Task instructions
Once the line containing "a SQLite connection pool" has been written out, stop; until then, restate each line of the entries below word for word from the first.
┄┄┄┄┄┄┄┄┄┄┄┄┄┄┄┄┄┄┄┄
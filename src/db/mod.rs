/// Database layer for Crewgate
///
/// Manages the SQLite connection pool and embedded migrations for the
/// identity and session stores.

pub mod models;

use crate::error::{CoreError, CoreResult};
use sqlx::sqlite::SqlitePool;
use std::path::Path;

/// Database connection options
#[derive(Debug, Clone)]
pub struct DatabaseOptions {
    pub max_connections: u32,
    pub enable_wal: bool,
}

impl Default for DatabaseOptions {
    fn default() -> Self {
        Self {
            max_connections: 10,
            enable_wal: true,
        }
    }
}

/// Create a SQLite connection pool
pub async fn create_pool(path: &Path, options: DatabaseOptions) -> CoreResult<SqlitePool> {
    // Ensure parent directory exists
    if let Some(parent) = path.parent() {
        tokio::fs::create_dir_all(parent).await?;
    }

    let pool = SqlitePool::connect_with(
        sqlx::sqlite::SqliteConnectOptions::new()
            .filename(path)
            .create_if_missing(true)
            .journal_mode(if options.enable_wal {
                sqlx::sqlite::SqliteJournalMode::Wal
            } else {
                sqlx::sqlite::SqliteJournalMode::Delete
            })
            .foreign_keys(true)
            .busy_timeout(std::time::Duration::from_secs(5)),
    )
    .await
    .map_err(CoreError::Database)?;

    Ok(pool)
}

/// Run migrations for a database
/// Migrations are embedded at compile time from ./migrations directory
pub async fn run_migrations(pool: &SqlitePool) -> CoreResult<()> {
    sqlx::migrate!("./migrations")
        .run(pool)
        .await
        .map_err(|e| CoreError::Internal(format!("Migration failed: {}", e)))?;

    Ok(())
}

/// Test database connection
pub async fn test_connection(pool: &SqlitePool) -> CoreResult<()> {
    sqlx::query("SELECT 1")
        .execute(pool)
        .await
        .map_err(CoreError::Database)?;

    Ok(())
}
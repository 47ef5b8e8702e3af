/// Unified error types for the Crewgate identity service
use axum::{
    http::StatusCode,
    response::{IntoResponse, Response},
    Json,
};
use serde::Serialize;
use thiserror::Error;

/// Main error type for the service
#[derive(Error, Debug)]
pub enum CoreError {
    /// Database errors
    #[error("Database error: {0}")]
    Database(#[from] sqlx::Error),

    /// IO errors
    #[error("IO error: {0}")]
    Io(#[from] std::io::Error),

    /// QR scan against an identity that is already registered and logged in
    #[error("Already registered: {0}")]
    AlreadyRegistered(String),

    /// Verification code absent, mismatched, or expired
    #[error("Invalid verification code: {0}")]
    InvalidVerificationCode(String),

    /// Password and confirmation do not match
    #[error("Password mismatch: {0}")]
    PasswordMismatch(String),

    /// Password set attempted before email verification
    #[error("Email not verified: {0}")]
    NotEmailVerified(String),

    /// Unknown account, disabled account, or wrong password
    #[error("Invalid credentials: {0}")]
    InvalidCredentials(String),

    /// No quick-login-capable session for this account/device
    #[error("Quick login unavailable: {0}")]
    QuickLoginUnavailable(String),

    /// Quick login window or idle threshold exceeded; password entry required
    #[error("Re-authentication required: {0}")]
    ReauthenticationRequired(String),

    /// Identity no longer resolves to an account
    #[error("Account not found: {0}")]
    AccountNotFound(String),

    /// QR payload is not base64(JSON) with the expected fields
    #[error("Invalid QR payload: {0}")]
    InvalidQrPayload(String),

    /// Bearer or refresh token missing, malformed, expired, or revoked
    #[error("Invalid token: {0}")]
    InvalidToken(String),

    /// Request input failed validation
    #[error("Validation error: {0}")]
    Validation(String),

    /// Rate limiting
    #[error("Rate limit exceeded")]
    RateLimitExceeded { retry_after: std::time::Duration },

    /// Internal server errors
    #[error("Internal error: {0}")]
    Internal(String),
}

impl CoreError {
    /// Stable machine-readable discriminator. Clients branch on this field,
    /// never on the message text.
    pub fn error_code(&self) -> &'static str {
        match self {
            CoreError::Database(_) => "StoreUnavailable",
            CoreError::Io(_) => "InternalServerError",
            CoreError::AlreadyRegistered(_) => "AlreadyRegistered",
            CoreError::InvalidVerificationCode(_) => "InvalidVerificationCode",
            CoreError::PasswordMismatch(_) => "PasswordMismatch",
            CoreError::NotEmailVerified(_) => "NotEmailVerified",
            CoreError::InvalidCredentials(_) => "InvalidCredentials",
            CoreError::QuickLoginUnavailable(_) => "QuickLoginUnavailable",
            CoreError::ReauthenticationRequired(_) => "ReauthenticationRequired",
            CoreError::AccountNotFound(_) => "AccountNotFound",
            CoreError::InvalidQrPayload(_) => "InvalidQrPayload",
            CoreError::InvalidToken(_) => "InvalidToken",
            CoreError::Validation(_) => "InvalidRequest",
            CoreError::RateLimitExceeded { .. } => "RateLimitExceeded",
            CoreError::Internal(_) => "InternalServerError",
        }
    }

    fn status(&self) -> StatusCode {
        match self {
            CoreError::AlreadyRegistered(_) => StatusCode::CONFLICT,
            CoreError::InvalidVerificationCode(_)
            | CoreError::PasswordMismatch(_)
            | CoreError::NotEmailVerified(_)
            | CoreError::InvalidQrPayload(_)
            | CoreError::Validation(_) => StatusCode::BAD_REQUEST,
            CoreError::InvalidCredentials(_)
            | CoreError::QuickLoginUnavailable(_)
            | CoreError::ReauthenticationRequired(_)
            | CoreError::InvalidToken(_) => StatusCode::UNAUTHORIZED,
            CoreError::AccountNotFound(_) => StatusCode::NOT_FOUND,
            CoreError::RateLimitExceeded { .. } => StatusCode::TOO_MANY_REQUESTS,
            CoreError::Database(_) | CoreError::Io(_) | CoreError::Internal(_) => {
                StatusCode::INTERNAL_SERVER_ERROR
            }
        }
    }
}

/// JSON error response body
#[derive(Debug, Serialize)]
pub struct ErrorResponse {
    pub success: bool,
    pub error: String,
    pub message: String,
    #[serde(rename = "alreadyRegistered", skip_serializing_if = "Option::is_none")]
    pub already_registered: Option<bool>,
}

/// Convert CoreError to HTTP response
impl IntoResponse for CoreError {
    fn into_response(self) -> Response {
        let status = self.status();
        let message = match self {
            // Don't leak store/internal details
            CoreError::Database(_) | CoreError::Io(_) | CoreError::Internal(_) => {
                "Internal server error".to_string()
            }
            ref e => e.to_string(),
        };

        let body = Json(ErrorResponse {
            success: false,
            error: self.error_code().to_string(),
            message,
            already_registered: match self {
                CoreError::AlreadyRegistered(_) => Some(true),
                _ => None,
            },
        });

        (status, body).into_response()
    }
}

/// Result type alias for service operations
pub type CoreResult<T> = Result<T, CoreError>;

#[cfg(test)]
mod tests {
    use super::*;

    #[test]
    fn error_codes_are_stable() {
        assert_eq!(
            CoreError::AlreadyRegistered("x".into()).error_code(),
            "AlreadyRegistered"
        );
        assert_eq!(
            CoreError::ReauthenticationRequired("x".into()).error_code(),
            "ReauthenticationRequired"
        );
        assert_eq!(
            CoreError::QuickLoginUnavailable("x".into()).error_code(),
            "QuickLoginUnavailable"
        );
    }

    #[test]
    fn statuses_match_taxonomy() {
        assert_eq!(
            CoreError::AlreadyRegistered("x".into()).status(),
            StatusCode::CONFLICT
        );
        assert_eq!(
            CoreError::InvalidCredentials("x".into()).status(),
            StatusCode::UNAUTHORIZED
        );
        assert_eq!(
            CoreError::AccountNotFound("x".into()).status(),
            StatusCode::NOT_FOUND
        );
        assert_eq!(
            CoreError::InvalidVerificationCode("x".into()).status(),
            StatusCode::BAD_REQUEST
        );
    }
}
┄┄┄┄┄┄┄┄┄┄┄┄┄┄┄┄┄┄┄┄
Reply to the exercise
filename src/db/mod.rs
/// Database layer for Crewgate
///
/// Manages the SQLite connection pool and embedded migrations for the
/// identity and session stores.

pub mod models;

use crate::error::{CoreError, CoreResult};
use sqlx::sqlite::SqlitePool;
use std::path::Path;

/// Database connection options
#[derive(Debug, Clone)]
pub struct DatabaseOptions {
    pub max_connections: u32,
    pub enable_wal: bool,
}

impl Default for DatabaseOptions {
    fn default() -> Self {
        Self {
            max_connections: 10,
            enable_wal: true,
        }
    }
}

/// Create a SQLite connection pool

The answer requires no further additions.